> Required action: Where a line below has the string "ContractError" in it, include it in the count, and give that count alone.

> Provided data:
#[cfg(test)]
mod tests {
    use super::*;

    const PETSTORE: &str = r##"{
        "openapi": "3.0.0",
        "info": { "title": "Petstore", "version": "1.0.0" },
        "servers": [{ "url": "http://petstore.example.com/v1" }],
        "paths": {
            "/pets": {
                "get": {
                    "operationId": "listPets",
                    "parameters": [
                        { "name": "limit", "in": "query", "required": false,
                          "schema": { "type": "integer" } }
                    ],
                    "responses": {
                        "200": {
                            "content": {
                                "application/json": {
                                    "schema": { "$ref": "#/components/schemas/Pets" }
                                }
                            }
                        }
                    }
                },
                "post": {
                    "operationId": "createPets",
                    "requestBody": {
                        "required": true,
                        "content": {
                            "application/json": {
                                "schema": { "$ref": "#/components/schemas/NewPet" }
                            }
                        }
                    },
                    "responses": { "201": {} }
                }
            },
            "/pets/{petId}": {
                "parameters": [
                    { "name": "petId", "in": "path", "schema": { "type": "integer" } }
                ],
                "get": {
                    "operationId": "getPet",
                    "responses": { "200": {} }
                }
            }
        },
        "components": {
            "schemas": {
                "NewPet": {
                    "type": "object",
                    "required": ["name"],
                    "properties": { "name": { "type": "string" } }
                },
                "Pet": {
                    "type": "object",
                    "required": ["id", "name"],
                    "properties": {
                        "id": { "type": "integer" },
                        "name": { "type": "string" }
                    }
                },
                "Pets": {
                    "type": "array",
                    "items": { "$ref": "#/components/schemas/Pet" }
                }
            }
        }
    }"##;

    #[test]
    fn test_load_petstore() {
        let contract = DocumentLoader::from_json(PETSTORE).unwrap();

        assert_eq!(contract.title, "Petstore");
        assert_eq!(contract.version, "1.0.0");
        assert_eq!(contract.operations.len(), 3);
        assert_eq!(contract.schemas.len(), 3);
    }

    #[test]
    fn test_server_base_path_applied() {
        let contract = DocumentLoader::from_json(PETSTORE).unwrap();

        let list = contract.operation("listPets").unwrap();
        assert_eq!(list.method, "GET");
        assert_eq!(list.path, "/v1/pets");
    }

    #[test]
    fn test_shared_path_parameters_merged() {
        let contract = DocumentLoader::from_json(PETSTORE).unwrap();

        let get_pet = contract.operation("getPet").unwrap();
        assert_eq!(get_pet.parameters.len(), 1);
        assert_eq!(get_pet.parameters[0].name, "petId");
        assert_eq!(get_pet.parameters[0].location, ParameterLocation::Path);
        // Path parameters are required even when the document omits the flag.
        assert!(get_pet.parameters[0].required);
    }

    #[test]
    fn test_request_body_content() {
        let contract = DocumentLoader::from_json(PETSTORE).unwrap();

        let create = contract.operation("createPets").unwrap();
        let body = create.request_body.as_ref().unwrap();
        assert!(body.required);
        assert!(body.content.contains_key("application/json"));
    }

    #[test]
    fn test_schema_deref() {
        let contract = DocumentLoader::from_json(PETSTORE).unwrap();

        let list = contract.operation("listPets").unwrap();
        let schema = list.responses["200"].content["application/json"]
            .as_ref()
            .unwrap();
        let resolved = contract.resolve_schema(schema);
        assert_eq!(resolved.schema_type.as_deref(), Some("array"));
    }

    #[test]
    fn test_missing_servers_defaults_to_root() {
        let json = r#"{
            "info": { "title": "t", "version": "1" },
            "paths": { "/ping": { "get": { "responses": { "200": {} } } } }
        }"#;
        let contract = DocumentLoader::from_json(json).unwrap();
        assert_eq!(contract.operations[0].path, "/ping");
        // No operationId in the document, so one is derived.
        assert_eq!(contract.operations[0].id, "GET /ping");
    }

    #[test]
    fn test_invalid_json_is_parse_error() {
        let result = DocumentLoader::from_json("not json");
        assert!(matches!(result, Err(ContractError::DocumentParse(_))));
    }

    #[tokio::test]
    async fn test_missing_file_is_load_error() {
        let result = DocumentLoader::from_file("/nonexistent/contract.json").await;
        assert!(matches!(result, Err(ContractError::DocumentLoad(_))));
    }
}
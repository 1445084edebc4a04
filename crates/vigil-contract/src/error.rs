//! Contract error types.

use std::fmt;

/// Result type for contract operations.
pub type ContractResult<T> = Result<T, ContractError>;

/// Errors that can occur while loading a contract or resolving a route.
#[derive(Debug, thiserror::Error)]
pub enum ContractError {
    /// The contract document could not be read.
    #[error("failed to load contract document: {0}")]
    DocumentLoad(String),

    /// The contract document could not be parsed.
    #[error("failed to parse contract document: {0}")]
    DocumentParse(String),

    /// No documented operation matches the request.
    #[error("no documented operation matches {method} {path}")]
    OperationNotFound {
        /// HTTP method of the request.
        method: String,
        /// Request path.
        path: String,
    },

    /// IO error.
    #[error("io error: {0}")]
    Io(#[from] std::io::Error),
}

/// A single conformance error found while checking a request or response.
#[derive(Debug, Clone)]
pub struct ValidationError {
    /// Location of the error (e.g. `body.name`, `query.limit`).
    pub path: String,
    /// Error message.
    pub message: String,
}

impl ValidationError {
    /// Creates an error at the given location.
    pub fn new(path: impl Into<String>, message: impl Into<String>) -> Self {
        Self {
            path: path.into(),
            message: message.into(),
        }
    }

    /// Creates an error with no location (whole-message errors).
    pub fn message(message: impl Into<String>) -> Self {
        Self {
            path: String::new(),
            message: message.into(),
        }
    }
}

impl fmt::Display for ValidationError {
    fn fmt(&self, f: &mut fmt::Formatter<'_>) -> fmt::Result {
        if self.path.is_empty() {
            write!(f, "{}", self.message)
        } else {
            write!(f, "{}: {}", self.path, self.message)
        }
    }
}

impl std::error::Error for ValidationError {}

/// A failed conformance check, aggregating every error found.
#[derive(Debug, Clone)]
pub struct ValidationFailure {
    /// Errors in detection order.
    pub errors: Vec<ValidationError>,
}

impl ValidationFailure {
    /// Wraps a list of errors. The list must be non-empty.
    pub fn new(errors: Vec<ValidationError>) -> Self {
        Self { errors }
    }
}

impl fmt::Display for ValidationFailure {
    fn fmt(&self, f: &mut fmt::Formatter<'_>) -> fmt::Result {
        let mut first = true;
        for error in &self.errors {
            if !first {
                write!(f, "; ")?;
            }
            write!(f, "{}", error)?;
            first = false;
        }
        Ok(())
    }
}

impl std::error::Error for ValidationFailure {}

#[cfg(test)]
mod tests {
    use super::*;

    #[test]
    fn test_operation_not_found_display() {
        let err = ContractError::OperationNotFound {
            method: "GET".to_string(),
            path: "/pets".to_string(),
        };
        assert!(err.to_string().contains("GET"));
        assert!(err.to_string().contains("/pets"));
    }

    #[test]
    fn test_validation_error_display() {
        let err = ValidationError::new("body.name", "missing required field 'name'");
        assert_eq!(err.to_string(), "body.name: missing required field 'name'");

        let err = ValidationError::message("request body is required");
        assert_eq!(err.to_string(), "request body is required");
    }

    #[test]
    fn test_validation_failure_joins_errors() {
        let failure = ValidationFailure::new(vec![
            ValidationError::new("body.id", "expected integer"),
            ValidationError::message("unexpected trailing data"),
        ]);
        assert_eq!(
            failure.to_string(),
            "body.id: expected integer; unexpected trailing data"
        );
    }
}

> Answer to this exercise: 5